Vista por esse prisma, a participação das mulheres ao conhecimento dos meios físicos, biológicos, sociais e econômicos do território da bacia do rio Urussanga é constantemente incentivada pelo Comitê, por meio de cursos de capacitações em educação ambiental voltada aos recursos hídricos e projetos de pesquisa e extensão. Conhecimentos estes que possibilitam a segurança necessária para as mulheres disputarem um assento no Comitê e fazerem parte das discussões e pactuações do sistema decisório desse organismo de bacia.
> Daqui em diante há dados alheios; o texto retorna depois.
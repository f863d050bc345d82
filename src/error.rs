/// Everything that can stop the game from starting. Once the frame loop
/// runs, nothing is fallible.
#[derive(Debug, thiserror::Error)]
pub enum StartupError {
    #[error("no `{0}` available")]
    MissingHost(&'static str),

    #[error("no element with id `{0}`")]
    MissingElement(&'static str),

    #[error("element `{0}` is not a canvas")]
    NotACanvas(&'static str),

    #[error("failed to create surface: {0}")]
    Surface(#[from] wgpu::CreateSurfaceError),

    #[error("no suitable GPU adapter: {0}")]
    Adapter(#[from] wgpu::RequestAdapterError),

    #[error("failed to request device: {0}")]
    Device(#[from] wgpu::RequestDeviceError),

    #[error("surface reports no supported formats")]
    NoSurfaceFormat,

    #[error("javascript error: {0}")]
    Js(String),
}

#[cfg(target_arch = "wasm32")]
impl From<wasm_bindgen::JsValue> for StartupError {
    fn from(value: wasm_bindgen::JsValue) -> Self {
        StartupError::Js(value.as_string().unwrap_or_else(|| format!("{value:?}")))
    }
}
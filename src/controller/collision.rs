use crate::config::GameConfig;
use crate::model::SceneLayout;

/// Region, in bomb depth and horizontal offset, in which a falling bomb hits
/// the submarine. Fixed when the game starts.
#[derive(Debug, Clone, Copy, PartialEq)]
pub struct CollisionZone {
    /// Shallowest hitting depth (H)
    pub floor: f32,
    /// Deepest hitting depth (H + band)
    pub ceiling: f32,
    /// Largest |dx| that hits (W)
    pub tolerance: f32,
}

impl CollisionZone {
    pub fn new(layout: &SceneLayout, config: &GameConfig) -> Self {
        let floor = layout.strike_depth();
        Self {
            floor,
            ceiling: floor + config.hit_band,
            tolerance: config.hit_tolerance,
        }
    }

    /// `dx` is submarine world X minus bomb world X, `depth` the bomb's
    /// depth coordinate. Both bounds are inclusive.
    pub fn contains(&self, dx: f32, depth: f32) -> bool {
        depth >= self.floor && depth <= self.ceiling && dx.abs() <= self.tolerance
    }
}
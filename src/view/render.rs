use wgpu::util::DeviceExt;
use wgpu::*;

use crate::model::{Camera, DirectionalLight, Material, NodeId, Scene};
use crate::view::gpu_init::GpuContext;
use crate::view::mesh::{Mesh, MeshBuffer, Vertex};

pub const DEPTH_FORMAT: TextureFormat = TextureFormat::Depth32Float;

const CLEAR_COLOR: Color = Color { r: 0.04, g: 0.22, b: 0.42, a: 1.0 };

#[repr(C)]
#[derive(Clone, Copy, bytemuck::Pod, bytemuck::Zeroable)]
pub struct CameraUniform {
    pub view_proj: [[f32; 4]; 4],
}

#[repr(C)]
#[derive(Clone, Copy, bytemuck::Pod, bytemuck::Zeroable)]
pub struct LightingUniform {
    pub sun_dir: [f32; 3],
    pub sun_intensity: f32,
    pub ambient: f32,
    pub _pad: [f32; 3],
}

impl From<&DirectionalLight> for LightingUniform {
    fn from(light: &DirectionalLight) -> Self {
        Self {
            sun_dir: light.direction.into(),
            sun_intensity: light.intensity,
            ambient: light.ambient,
            _pad: [0.0; 3],
        }
    }
}

/// Per-node world matrix and flat color
#[repr(C)]
#[derive(Clone, Copy, bytemuck::Pod, bytemuck::Zeroable)]
pub struct ModelUniform {
    pub transform: [[f32; 4]; 4],
    pub color: [f32; 4],
}

// Shared graphics setup used by native and web
pub struct CameraResources {
    pub camera_buffer: Buffer,
    pub lighting_buffer: Buffer,
    pub bind_group_layout: BindGroupLayout,
    pub camera_bind_group: BindGroup,
}

pub fn create_depth_texture(device: &Device, width: u32, height: u32) -> (Texture, TextureView) {
    let depth_texture = device.create_texture(&TextureDescriptor {
        label: Some("depth_texture"),
        size: Extent3d { width: width.max(1), height: height.max(1), depth_or_array_layers: 1 },
        mip_level_count: 1,
        sample_count: 1,
        dimension: TextureDimension::D2,
        format: DEPTH_FORMAT,
        usage: TextureUsages::RENDER_ATTACHMENT,
        view_formats: &[],
    });
    let depth_view = depth_texture.create_view(&TextureViewDescriptor::default());
    (depth_texture, depth_view)
}

fn uniform_entry(binding: u32, visibility: ShaderStages) -> BindGroupLayoutEntry {
    BindGroupLayoutEntry {
        binding,
        visibility,
        ty: BindingType::Buffer {
            ty: BufferBindingType::Uniform,
            has_dynamic_offset: false,
            min_binding_size: None,
        },
        count: None,
    }
}

pub fn create_camera_resources(device: &Device) -> CameraResources {
    let camera_buffer = device.create_buffer(&BufferDescriptor {
        label: Some("camera_buffer"),
        size: std::mem::size_of::<CameraUniform>() as BufferAddress,
        usage: BufferUsages::UNIFORM | BufferUsages::COPY_DST,
        mapped_at_creation: false,
    });
    let lighting_buffer = device.create_buffer(&BufferDescriptor {
        label: Some("lighting_buffer"),
        size: std::mem::size_of::<LightingUniform>() as BufferAddress,
        usage: BufferUsages::UNIFORM | BufferUsages::COPY_DST,
        mapped_at_creation: false,
    });

    let bind_group_layout = device.create_bind_group_layout(&BindGroupLayoutDescriptor {
        label: Some("camera_bind_group_layout"),
        entries: &[uniform_entry(0, ShaderStages::VERTEX), uniform_entry(1, ShaderStages::FRAGMENT)],
    });

    let camera_bind_group = device.create_bind_group(&BindGroupDescriptor {
        label: Some("camera_bind_group"),
        layout: &bind_group_layout,
        entries: &[
            BindGroupEntry { binding: 0, resource: camera_buffer.as_entire_binding() },
            BindGroupEntry { binding: 1, resource: lighting_buffer.as_entire_binding() },
        ],
    });

    CameraResources { camera_buffer, lighting_buffer, bind_group_layout, camera_bind_group }
}

pub fn create_model_bind_group_layout(device: &Device) -> BindGroupLayout {
    device.create_bind_group_layout(&BindGroupLayoutDescriptor {
        label: Some("model_bind_group_layout"),
        entries: &[uniform_entry(0, ShaderStages::VERTEX | ShaderStages::FRAGMENT)],
    })
}

pub fn create_scene_pipeline(
    device: &Device,
    format: TextureFormat,
    camera_layout: &BindGroupLayout,
    model_layout: &BindGroupLayout,
) -> RenderPipeline {
    let shader = device.create_shader_module(ShaderModuleDescriptor {
        label: Some("scene_shader"),
        source: ShaderSource::Wgsl(include_str!("shaders/scene.wgsl").into()),
    });

    let pipeline_layout = device.create_pipeline_layout(&PipelineLayoutDescriptor {
        label: Some("scene_pipeline_layout"),
        bind_group_layouts: &[camera_layout, model_layout],
        push_constant_ranges: &[],
    });

    device.create_render_pipeline(&RenderPipelineDescriptor {
        label: Some("scene_pipeline"),
        layout: Some(&pipeline_layout),
        vertex: VertexState {
            module: &shader,
            entry_point: Some("vs_main"),
            buffers: &[VertexBufferLayout {
                array_stride: std::mem::size_of::<Vertex>() as BufferAddress,
                step_mode: VertexStepMode::Vertex,
                attributes: &[
                    VertexAttribute { offset: 0, shader_location: 0, format: VertexFormat::Float32x3 },
                    VertexAttribute { offset: 12, shader_location: 1, format: VertexFormat::Float32x3 },
                ],
            }],
            compilation_options: Default::default(),
        },
        fragment: Some(FragmentState {
            module: &shader,
            entry_point: Some("fs_main"),
            targets: &[Some(ColorTargetState { format, blend: Some(BlendState::REPLACE), write_mask: ColorWrites::ALL })],
            compilation_options: Default::default(),
        }),
        primitive: PrimitiveState {
            topology: PrimitiveTopology::TriangleList,
            strip_index_format: None,
            front_face: FrontFace::Ccw,
            cull_mode: Some(Face::Back),
            polygon_mode: PolygonMode::Fill,
            unclipped_depth: false,
            conservative: false,
        },
        depth_stencil: Some(DepthStencilState {
            format: DEPTH_FORMAT,
            depth_write_enabled: true,
            depth_compare: CompareFunction::Less,
            stencil: StencilState::default(),
            bias: DepthBiasState::default(),
        }),
        multisample: MultisampleState { count: 1, mask: !0, alpha_to_coverage_enabled: false },
        multiview: None,
        cache: None,
    })
}

/// One drawable node: its own mesh and its own uniform block
struct DrawItem {
    node: NodeId,
    mesh: MeshBuffer,
    model_buffer: Buffer,
    bind_group: BindGroup,
}

/// egui output ready to be painted over the scene
pub struct HudFrame {
    pub primitives: Vec<egui::ClippedPrimitive>,
    pub textures_delta: egui::TexturesDelta,
    pub pixels_per_point: f32,
}

/// Draws a [`Scene`] plus an optional HUD overlay
pub struct SceneRenderer {
    pipeline: RenderPipeline,
    camera: CameraResources,
    items: Vec<DrawItem>,
    depth_view: TextureView,
    egui_renderer: egui_wgpu::Renderer,
    pub width: u32,
    pub height: u32,
}

impl SceneRenderer {
    pub fn new(gpu: &GpuContext, scene: &Scene) -> Self {
        let device = gpu.device.as_ref();
        let (width, height) = (gpu.config.width, gpu.config.height);

        let camera = create_camera_resources(device);
        let model_layout = create_model_bind_group_layout(device);
        let pipeline = create_scene_pipeline(device, gpu.format, &camera.bind_group_layout, &model_layout);
        let (_, depth_view) = create_depth_texture(device, width, height);

        // Shapes are meshed per node so no two nodes share mutable GPU state
        let items = scene
            .graph
            .drawables()
            .filter_map(|(id, node)| node.shape.map(|shape| (id, node.name, shape)))
            .map(|(node, name, shape)| {
                let mesh = Mesh::from_shape(&shape).upload(device);
                let model_buffer = device.create_buffer_init(&util::BufferInitDescriptor {
                    label: Some(name),
                    contents: bytemuck::bytes_of(&model_uniform(scene, node)),
                    usage: BufferUsages::UNIFORM | BufferUsages::COPY_DST,
                });
                let bind_group = device.create_bind_group(&BindGroupDescriptor {
                    label: Some(name),
                    layout: &model_layout,
                    entries: &[BindGroupEntry { binding: 0, resource: model_buffer.as_entire_binding() }],
                });
                DrawItem { node, mesh, model_buffer, bind_group }
            })
            .collect::<Vec<_>>();

        tracing::debug!(items = items.len(), width, height, "scene renderer ready");

        let egui_renderer = egui_wgpu::Renderer::new(device, gpu.format, egui_wgpu::RendererOptions::default());

        Self { pipeline, camera, items, depth_view, egui_renderer, width, height }
    }

    /// Recreate size-dependent resources. The caller reconfigures the surface.
    pub fn resize(&mut self, device: &Device, width: u32, height: u32) {
        self.width = width.max(1);
        self.height = height.max(1);
        let (_, depth_view) = create_depth_texture(device, self.width, self.height);
        self.depth_view = depth_view;
    }

    /// Push camera, light and every node's world transform and color
    pub fn update(&self, queue: &Queue, scene: &Scene, camera: &Camera) {
        let cam = CameraUniform { view_proj: camera.view_proj().to_cols_array_2d() };
        queue.write_buffer(&self.camera.camera_buffer, 0, bytemuck::bytes_of(&cam));
        queue.write_buffer(&self.camera.lighting_buffer, 0, bytemuck::bytes_of(&LightingUniform::from(&scene.light)));

        for item in &self.items {
            queue.write_buffer(&item.model_buffer, 0, bytemuck::bytes_of(&model_uniform(scene, item.node)));
        }
    }

    pub fn draw_frame(&mut self, gpu: &GpuContext, hud: Option<HudFrame>) {
        let device = gpu.device.as_ref();
        let queue = gpu.queue.as_ref();

        let frame = match gpu.surface.get_current_texture() {
            Ok(frame) => frame,
            Err(SurfaceError::Lost | SurfaceError::Outdated) => {
                // Picked up again on the next frame
                gpu.surface.configure(device, &gpu.config);
                return;
            }
            Err(e) => {
                tracing::warn!("skipping frame: {e:?}");
                return;
            }
        };

        let view = frame.texture.create_view(&TextureViewDescriptor::default());
        let mut encoder = device.create_command_encoder(&CommandEncoderDescriptor { label: Some("encoder") });

        {
            let mut rp = encoder.begin_render_pass(&RenderPassDescriptor {
                label: Some("scene_pass"),
                color_attachments: &[Some(RenderPassColorAttachment {
                    view: &view,
                    resolve_target: None,
                    ops: Operations { load: LoadOp::Clear(CLEAR_COLOR), store: StoreOp::Store },
                    depth_slice: None,
                })],
                depth_stencil_attachment: Some(RenderPassDepthStencilAttachment {
                    view: &self.depth_view,
                    depth_ops: Some(Operations { load: LoadOp::Clear(1.0), store: StoreOp::Store }),
                    stencil_ops: None,
                }),
                timestamp_writes: None,
                occlusion_query_set: None,
            });

            rp.set_pipeline(&self.pipeline);
            rp.set_bind_group(0, &self.camera.camera_bind_group, &[]);
            for item in &self.items {
                if item.mesh.index_count == 0 {
                    continue;
                }
                rp.set_bind_group(1, &item.bind_group, &[]);
                rp.set_vertex_buffer(0, item.mesh.vertex_buffer.slice(..));
                rp.set_index_buffer(item.mesh.index_buffer.slice(..), IndexFormat::Uint32);
                rp.draw_indexed(0..item.mesh.index_count, 0, 0..1);
            }
        }

        let mut extra = Vec::new();
        if let Some(hud) = &hud {
            let screen = egui_wgpu::ScreenDescriptor {
                size_in_pixels: [self.width, self.height],
                pixels_per_point: hud.pixels_per_point,
            };
            for (id, delta) in &hud.textures_delta.set {
                self.egui_renderer.update_texture(device, queue, *id, delta);
            }
            extra = self.egui_renderer.update_buffers(device, queue, &mut encoder, &hud.primitives, &screen);

            let hud_pass = encoder.begin_render_pass(&RenderPassDescriptor {
                label: Some("hud_pass"),
                color_attachments: &[Some(RenderPassColorAttachment {
                    view: &view,
                    resolve_target: None,
                    ops: Operations { load: LoadOp::Load, store: StoreOp::Store },
                    depth_slice: None,
                })],
                depth_stencil_attachment: None,
                timestamp_writes: None,
                occlusion_query_set: None,
            });
            self.egui_renderer.render(&mut hud_pass.forget_lifetime(), &hud.primitives, &screen);
        }

        queue.submit(extra.into_iter().chain(std::iter::once(encoder.finish())));
        frame.present();

        if let Some(hud) = hud {
            for id in &hud.textures_delta.free {
                self.egui_renderer.free_texture(id);
            }
        }
    }
}

fn model_uniform(scene: &Scene, node: NodeId) -> ModelUniform {
    let n = scene.graph.node(node);
    let color = n.material.unwrap_or(Material::rgb(1.0, 0.0, 1.0)).color;
    ModelUniform {
        transform: scene.graph.world_matrix(node).to_cols_array_2d(),
        color,
    }
}

#[cfg(test)]
mod tests {
    use super::*;
    use crate::model::SceneLayout;

    #[test]
    fn test_uniform_sizes_match_shader() {
        assert_eq!(std::mem::size_of::<CameraUniform>(), 64);
        assert_eq!(std::mem::size_of::<LightingUniform>(), 32);
        assert_eq!(std::mem::size_of::<ModelUniform>(), 80);
        assert_eq!(std::mem::size_of::<Vertex>(), 24);
    }

    #[test]
    fn test_model_uniform_tracks_scene() {
        let mut scene = Scene::build(SceneLayout::default());
        let tint = Material::rgb(0.5, 0.0, 0.0);
        scene.graph.node_mut(scene.body).material = Some(tint);
        scene.graph.transform_mut(scene.submarine).translation.x = -40.0;

        let u = model_uniform(&scene, scene.body);
        assert_eq!(u.color, tint.color);
        // translation column
        assert_eq!(u.transform[3][0], -40.0);
    }
}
De 2012 a 2016 foram realizados cinco cursos de capacitações, com carga horária de 20 horas, e 68,7% dos participantes eram mulheres de diferentes formações profissionais, como engenheiras, biólogas, geógrafas, geólogas, gestoras públicas, membros do Comitê, professoras das redes estadual, municipal e particular dos municípios inseridos na bacia hidrográfica. Nesses cursos, os participantes foram estimulados à construção de espaços de diálogos, com elaboração de propostas de ações coletivas e práticas ambientais que reforcem a autonomia e a participação de forma consciente, nas decisões relacionadas aos recursos hídricos nos seus ambientes de trabalho. Nos projetos de pesquisa e de extensão desenvolvidos nas escolas, nos anos de 2015 a 2019, na grande maioria das vezes são as mulheres que estão à frente no desenvolvimento de novas metodologias de pensar a água como um eixo norteador de ações educativas voltadas à participação social e à cidadania na proteção das águas da bacia do rio Urussanga.


Nos comitês de bacias hidrográficas e em outros sistemas decisórios do processo de gestão de recursos hídricos é preciso buscar a equidade, tratando as mulheres com igualdade, porém com respeito às diferenças. Os desafios são muitos, principalmente porque vivemos em uma sociedade muito voltada para os aspectos masculinos, mas de forma harmoniosa é preciso ocupar e fazer chegar nossas representantes com potencial e capacidade para decidir, de igual para igual com os homens, nos diferentes espaços democráticos dos sistemas decisórios brasileiros.